Payroll taxes, as they're called, are withheld from your wages and are used to fund government programs — largely Social Security and Medicare. Those taxes are on top of your federal and state income tax withholdings.
Basically, you and your employer split payroll taxes. For Social Security, 6.2% of your wages — up to $137,700 for 2020 — are withheld from your paycheck and sent to the IRS, and your company also remits a matched amount. In other words, the IRS receives the equivalent of 12.4% of your wages to support Social Security.
For Medicare, you and your company each chip in 1.45%, with no cap on wages subject to that portion of payroll taxes. In fact, an extra 0.9% Medicare tax is withheld for incomes above $200,000.
Self-employed workers pay both the employer and employee share — but are generally able to deduct half of it on their tax return.
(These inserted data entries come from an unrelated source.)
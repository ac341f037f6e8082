//! Exhaustive cycle-count search
//!
//! Drives the simulator once per candidate cycle count over the feasible
//! range 0..=floor(horizon / 14) and keeps the run with the greatest mean
//! utility. Candidates are independent and read only the shared immutable
//! model, so they are evaluated in parallel with rayon; the winner is then
//! selected by a single sequential scan, which keeps the result deterministic
//! and preserves the first-seen-wins tie rule.

use rayon::prelude::*;
use thiserror::Error;

use crate::simulator::{FolfoxModel, SimulationError, CYCLE_LENGTH_DAYS};
use crate::structs::trace::SimulationTrace;

/// Errors raised by the cycle-count search
#[derive(Debug, Error)]
pub enum OptimizeError {
    /// Every candidate simulation failed
    #[error("no candidate cycle count produced a feasible schedule")]
    NoFeasibleSchedule,
}

/// The best-scoring run found by [optimize_cycles]
#[derive(Debug, Clone)]
pub struct CycleOptimum {
    /// Winning number of 14-day cycles
    pub cycles: usize,
    /// Mean utility of the winning run over steps 1..=T
    pub mean_utility: f64,
    /// Full trace of the winning run
    pub trace: SimulationTrace,
}

/// Find the cycle count maximizing mean utility
///
/// Brute-force linear search: O(max_cycles) simulator invocations, each O(T).
/// max_cycles is small and later cycles shift the day indices of all
/// subsequent doses, so there is nothing to reuse between candidates.
///
/// A failing candidate is logged and skipped; the search fails only when no
/// candidate produces a valid trace.
pub fn optimize_cycles(model: &FolfoxModel) -> Result<CycleOptimum, OptimizeError> {
    let horizon_days = model.settings().optimization.horizon_days;
    let max_cycles = (horizon_days / CYCLE_LENGTH_DAYS).floor() as usize;
    tracing::info!(
        "Evaluating candidate cycle counts 0..={} over a {} day horizon",
        max_cycles,
        horizon_days
    );

    let candidates: Vec<(usize, Result<SimulationTrace, SimulationError>)> = (0..=max_cycles)
        .into_par_iter()
        .map(|cycles| (cycles, model.simulate(cycles)))
        .collect();

    let mut best: Option<CycleOptimum> = None;
    for (cycles, outcome) in candidates {
        match outcome {
            Ok(trace) => {
                let mean_utility = trace.mean_utility();
                tracing::debug!("{} cycles: mean utility {:.4}", cycles, mean_utility);
                // Strict comparison: the first-seen candidate wins ties
                let improved = match &best {
                    Some(incumbent) => mean_utility > incumbent.mean_utility,
                    None => true,
                };
                if improved {
                    best = Some(CycleOptimum {
                        cycles,
                        mean_utility,
                        trace,
                    });
                }
            }
            Err(err) => {
                tracing::warn!("Simulation with {} cycles failed: {}", cycles, err);
            }
        }
    }

    best.ok_or(OptimizeError::NoFeasibleSchedule)
}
Companies must regularly remit payroll taxes — both their contribution and what they withhold from workers' paychecks — to the IRS, typically on a monthly or semi-weekly basis.
"That means they have to have cash on hand to pay the taxes in a timely way," York said.
"Offering a deferral on those payments helps ease the liquidity crunch many are facing," she said. "It's meant to help bridge the gap in the crisis so companies have [cash] to meet other obligations right now and pay their share of the taxes later."
Qualifying companies will be able delay their share of Social Security payroll taxes to the IRS. They would be delayed until Jan. 1, 2021, with 50% owed by the end of 2021 and the other half due Dec. 31, 2022. Companies' share of the Medicare payroll tax will still be due as usual, York said.